EmancipationLover said:



There is a lot of truth in what you write, though I disagree with the comment on Prince's current output.

I wouldn't see TGE as THE Prince album which is criminally overlooked and underrated ("most overlooked masterpiece"). You can say that about a lot of Prince albums. Graffiti Bridge, O+>, TGE, Emancipation and TRC all fall into that category imo. However, what eventually makes TGE standing out is how much commercial potential it actually had, and that's also why this album makes me somehow sad because Prince wasted such a chance.

Sure, TGE has its weak points. "P control" is fun, but not a prime example of Prince's songwriting abilities, "We march" is quite weak imo, "Billy Jack Bitch" is a bit too polished to be really hard-hitting funky (though those horns a killers!). I sometimes imagine this album with "Interactive", "The Ride" and a live version of "Days of Wild" on it - wow! I think that most Prince albums have at least one rather weak track on them, so TGE is no real exception. But there is so much brilliant material from this era left out here!

The big problem with TGE has been Prince's strategy to release it, though (please correct me if any part of the story is wrong): IIRC, Prince wanted an independent album release after WB has granted him the independent single release with TMBGITW. Problem: The single was so successful that WB didn't want to waste more of Prince's hit potential, so they didn't allow him to release TGE on his own. Prince didn't realise that he had no chance as he had a valid contract he just had signed 1 1/2 years before. But because he's stubborn, he insisted, and that kept TGE from being released for more than a year (I remember its first announcement ca. mid-1994!). In the end, he had to release it with WB, had lost any interest in TGE and was already preparing for the "Emancipation" project. Result: what could've been a success of D&P magnitude has become a record which is loved by the diehards, but isn't even available in stores anymore, and Joe Public will never get to know it. Sad!

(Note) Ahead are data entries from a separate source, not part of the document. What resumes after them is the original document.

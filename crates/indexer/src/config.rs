use crate::error::{IndexerError, Result};
use crate::limits::resolve_concurrency;
use crate::scanner::ScanOptions;
use coderag_chunker::ChunkerConfig;
use serde::{Deserialize, Serialize};
use std::path::Path;

/// Configuration for a directory batch run.
///
/// ```toml
/// concurrency = 8
///
/// [scan]
/// respect_gitignore = true
///
/// [chunker]
/// max_block_fragments = 5
/// ```
#[derive(Debug, Clone, Default, PartialEq, Eq, Serialize, Deserialize)]
#[serde(default)]
pub struct BatchConfig {
    /// Worker threads; `None` defers to `CODERAG_CONCURRENCY` or the CPU count
    pub concurrency: Option<usize>,
    pub scan: ScanOptions,
    pub chunker: ChunkerConfig,
}

impl BatchConfig {
    /// Parse a TOML document; missing keys take their defaults
    pub fn from_toml_str(raw: &str) -> Result<Self> {
        let config: Self =
            toml::from_str(raw).map_err(|e| IndexerError::InvalidConfig(e.to_string()))?;
        config.validate()?;
        Ok(config)
    }

    /// Load a TOML config file
    pub fn from_file(path: impl AsRef<Path>) -> Result<Self> {
        let raw = std::fs::read_to_string(path)?;
        Self::from_toml_str(&raw)
    }

    pub fn validate(&self) -> Result<()> {
        if self.concurrency == Some(0) {
            return Err(IndexerError::InvalidConfig(
                "concurrency must be > 0".to_string(),
            ));
        }
        self.chunker.validate().map_err(IndexerError::InvalidConfig)
    }

    /// Worker count this configuration resolves to
    pub fn worker_count(&self) -> usize {
        resolve_concurrency(self.concurrency)
    }
}

#[cfg(test)]
mod tests {
    use super::*;
    use pretty_assertions::assert_eq;

    #[test]
    fn defaults_are_valid() {
        let config = BatchConfig::default();
        assert!(config.validate().is_ok());
        assert_eq!(config.concurrency, None);
        assert!(config.scan.include_hidden);
        assert!(!config.scan.respect_gitignore);
        assert!(config.worker_count() >= 1);
    }

    #[test]
    fn parses_nested_tables() {
        let config = BatchConfig::from_toml_str(
            "concurrency = 3\n\n[scan]\nrespect_gitignore = true\n\n[chunker]\nmax_block_fragments = 8\n",
        )
        .unwrap();

        assert_eq!(config.concurrency, Some(3));
        assert_eq!(config.worker_count(), 3);
        assert!(config.scan.respect_gitignore);
        assert_eq!(config.scan.max_file_size_bytes, ScanOptions::default().max_file_size_bytes);
        assert_eq!(config.chunker.max_block_fragments, 8);
        assert_eq!(config.chunker.block_name_chars, 30);
    }

    #[test]
    fn rejects_invalid_values() {
        assert!(matches!(
            BatchConfig::from_toml_str("concurrency = 0\n"),
            Err(IndexerError::InvalidConfig(_))
        ));
        assert!(matches!(
            BatchConfig::from_toml_str("[chunker]\nsupported_languages = [\"cobol\"]\n"),
            Err(IndexerError::InvalidConfig(_))
        ));
        assert!(BatchConfig::from_toml_str("concurrency = \"lots\"\n").is_err());
    }

    #[test]
    fn loads_from_file() {
        let dir = tempfile::tempdir().unwrap();
        let path = dir.path().join("coderag.toml");
        std::fs::write(&path, "[scan]\ninclude_hidden = false\n").unwrap();

        let config = BatchConfig::from_file(&path).unwrap();
        assert!(!config.scan.include_hidden);
        assert!(matches!(
            BatchConfig::from_file(dir.path().join("missing.toml")),
            Err(IndexerError::IoError(_))
        ));
    }
}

I don't get this. Prince wanted to release it by himself? Why?

TGE could have been with maybe these as singles:

TMBGITW
Dolphin
Endorphinmachine
I Hate U (sent to r&b)

It has that rare quality in a Prince album where it sounds like an instant hit.


I'm not an expert, but I followed his moves during the '93-'95 era quite closely, because MTV Europe still was good back then and had a proper news show rather than all this ringtone and Brooke Hogan doesn't get laid shit they've got nowadays.

I don't remember where I heard or read this, but I'm quite confident that Prince actually wanted to follow the independent release of TMBGITW (which was on the newly formed NPG Records, not on WB, and was distributed by Edel in Germany IIRC) with an independent album release, and that was TGE. What I am sure about is that TGE already was announced in 1994 when the first MTV Europe Music Awards (taking place ca. early autumn 1994, I think) were announced. Prince was the highlight act at the end of the show, and MTV News reported prior to the show that he would perform "material from his brand new album 'The Gold Experience'". In fact, he performed "Peach", and TGE had to wait one more year to see the light of day - on WB!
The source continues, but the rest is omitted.